The U.S. Virgin Islands has elected a territorial governor every four years since 1970. Previous governors were appointed by the President of the United States.
The U.S. Virgin Islands has a District Court, Superior Court and the Supreme Court. The District Court is responsible for federal law, while the Superior Court is responsible for U.S. Virgin Islands law at the trial level and the Supreme Court is responsible for appeals from the Superior Court for all appeals filed on or after January 29, 2007. Appeals filed prior to that date are heard by the Appellate Division of the District Court. Appeals from the federal District Court are heard by the United States Court of Appeals for the Third Circuit, located in Philadelphia, Pennsylvania.
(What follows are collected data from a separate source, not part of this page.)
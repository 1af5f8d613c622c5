//! Attack outcome and resolution.

use crate::config::FalloffRange;
use crate::env::RngSource;

use super::damage::{DamageRoll, roll_damage};
use super::hit::roll_hit;

/// Outcome of an attack attempt.
#[derive(Clone, Copy, Debug, PartialEq, Eq)]
pub enum AttackOutcome {
    Miss,
    Hit { damage: u32 },
}

impl AttackOutcome {
    /// Damage dealt, 0 for a miss.
    pub fn damage(self) -> u32 {
        match self {
            Self::Miss => 0,
            Self::Hit { damage } => damage,
        }
    }
}

/// Everything needed to resolve one attacker's shot.
#[derive(Clone, Copy, Debug, PartialEq)]
pub struct AttackProfile {
    pub accuracy: u32,
    pub falloff: FalloffRange,
    pub damage: DamageRoll,
}

/// Resolve a shot over `distance`: hit check, then damage.
pub fn resolve_attack(profile: &AttackProfile, distance: f32, rng: &mut (impl RngSource + ?Sized)) -> AttackOutcome {
    if !roll_hit(profile.accuracy, distance, profile.falloff, rng) {
        return AttackOutcome::Miss;
    }
    AttackOutcome::Hit {
        damage: roll_damage(profile.damage, rng),
    }
}
use alloc::format;
use nalgebra::Complex;
use neurosig_core::{Error, Result};

/// `len(poles) - len(zeros)`, rejecting improper transfer functions.
pub(crate) fn relative_degree_checked<F>(
    zeros: &[Complex<F>],
    poles: &[Complex<F>],
) -> Result<usize> {
    poles.len().checked_sub(zeros.len()).ok_or_else(|| {
        Error::invalid_arg(
            "zpk",
            format!(
                "improper transfer function; {} poles must be >= {} zeros",
                poles.len(),
                zeros.len()
            ),
        )
    })
}
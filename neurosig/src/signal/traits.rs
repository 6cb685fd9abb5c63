//! Trait interfaces for signal-processing capabilities.
//!
//! Kernels implement these over the [`Read1D`]/[`Write1D`] adapters. `run_into` writes into a
//! caller-provided buffer of the exact output length; `run_alloc` allocates.

use crate::kernel::{ExecInvariantViolation, Read1D, Write1D};

use alloc::vec::Vec;
use nalgebra::Complex;

/// Output of a spectral estimate: sample frequencies and the matching power values.
pub type Spectrum<T> = (Vec<T>, Vec<T>);

/// 1D `lfilter` capability.
pub trait LFilter1D<T> {
    /// Run filtering into a caller-provided output buffer.
    fn run_into<I, O>(&self, input: &I, out: &mut O) -> Result<(), ExecInvariantViolation>
    where
        I: Read1D<T> + ?Sized,
        O: Write1D<T> + ?Sized;

    /// Run filtering and allocate output.
    fn run_alloc<I>(&self, input: &I) -> Result<Vec<T>, ExecInvariantViolation>
    where
        I: Read1D<T> + ?Sized;
}

/// 1D `filtfilt` capability.
pub trait FiltFilt1D<T> {
    /// Run zero-phase filtering into a caller-provided output buffer.
    fn run_into<I, O>(&self, input: &I, out: &mut O) -> Result<(), ExecInvariantViolation>
    where
        I: Read1D<T> + ?Sized,
        O: Write1D<T> + ?Sized;

    /// Run zero-phase filtering and allocate output.
    fn run_alloc<I>(&self, input: &I) -> Result<Vec<T>, ExecInvariantViolation>
    where
        I: Read1D<T> + ?Sized;
}

/// IIR design capability.
pub trait IirDesign<T> {
    /// Output representation produced by the design kernel.
    type Output;

    /// Run IIR design and allocate output representation.
    fn run_alloc(&self) -> Result<Self::Output, ExecInvariantViolation>;
}

/// Complex Morlet decomposition of a real 1D signal.
pub trait Morlet1D<T> {
    /// Decompose into a caller-provided buffer of the input length.
    fn run_into<I, O>(&self, input: &I, out: &mut O) -> Result<(), ExecInvariantViolation>
    where
        I: Read1D<T> + ?Sized,
        O: Write1D<Complex<T>> + ?Sized;

    /// Decompose and allocate output.
    fn run_alloc<I>(&self, input: &I) -> Result<Vec<Complex<T>>, ExecInvariantViolation>
    where
        I: Read1D<T> + ?Sized;
}

/// Welch power spectral density estimate of a 1D signal.
pub trait WelchPsd1D<T> {
    /// Estimate the spectrum, returning `(freqs, pxx)`.
    fn run_alloc<I>(&self, input: &I) -> Result<Spectrum<T>, ExecInvariantViolation>
    where
        I: Read1D<T> + ?Sized;
}

/// Band power estimation over time.
pub trait BandPower<T> {
    /// Band power representation produced by the kernel.
    type Output;

    /// Estimate band power of `input` and allocate output.
    fn run_alloc<I>(&self, input: &I) -> Result<Self::Output, ExecInvariantViolation>
    where
        I: Read1D<T> + ?Sized;
}

/// Window generation capability.
pub trait WindowGenerate<T> {
    /// Run window generation into a caller-provided output buffer.
    fn run_into<O>(&self, out: &mut O) -> Result<(), ExecInvariantViolation>
    where
        O: Write1D<T> + ?Sized;

    /// Run window generation and allocate output samples.
    fn run_alloc(&self) -> Result<Vec<T>, ExecInvariantViolation>;
}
District Court judges are appointed by the President, while Superior Court and Supreme Court judges are appointed by the Governor.
The U.S. Virgin Islands are part of the United Nations list of Non-Self-Governing Territories. A 1993 referendum on status attracted only 31.4 percent turnout, and so its results (in favor of status quo) were considered void. No further referenda have been scheduled since.
In 2004, the 25th legislature established the Fifth Constitutional Convention. In June 2009, Governor John deJongh, Jr. rejected the resulting draft constitution, saying that the document "violates federal law, fails to defer to federal sovereignty and disregards basic civil rights." However, a lawsuit filed by members of the Fifth Constitutional Convention to force Governor deJongh to forward the document to President Barack Obama was ultimately successful. The president forwarded the proposal to Congress—which then had 60 days to approve or disapprove the document—in May 2010, along with a report noting concerns raised by the Justice Department and restating the issues noted by Governor deJongh. A Congressional resolution disapproving of the proposed constitution and requesting that the Fifth Constitutional Convention reconvene to consider changes to address these issues was signed into law by President Obama on June 30, 2010.
There is a bill pending Senate approval in the United States Congress that would authorize the United States Secretary of the Interior to extend technical assistance grants and other assistance to facilitate a political status public education program in the U.S. Virgin Islands, Guam and American Samoa.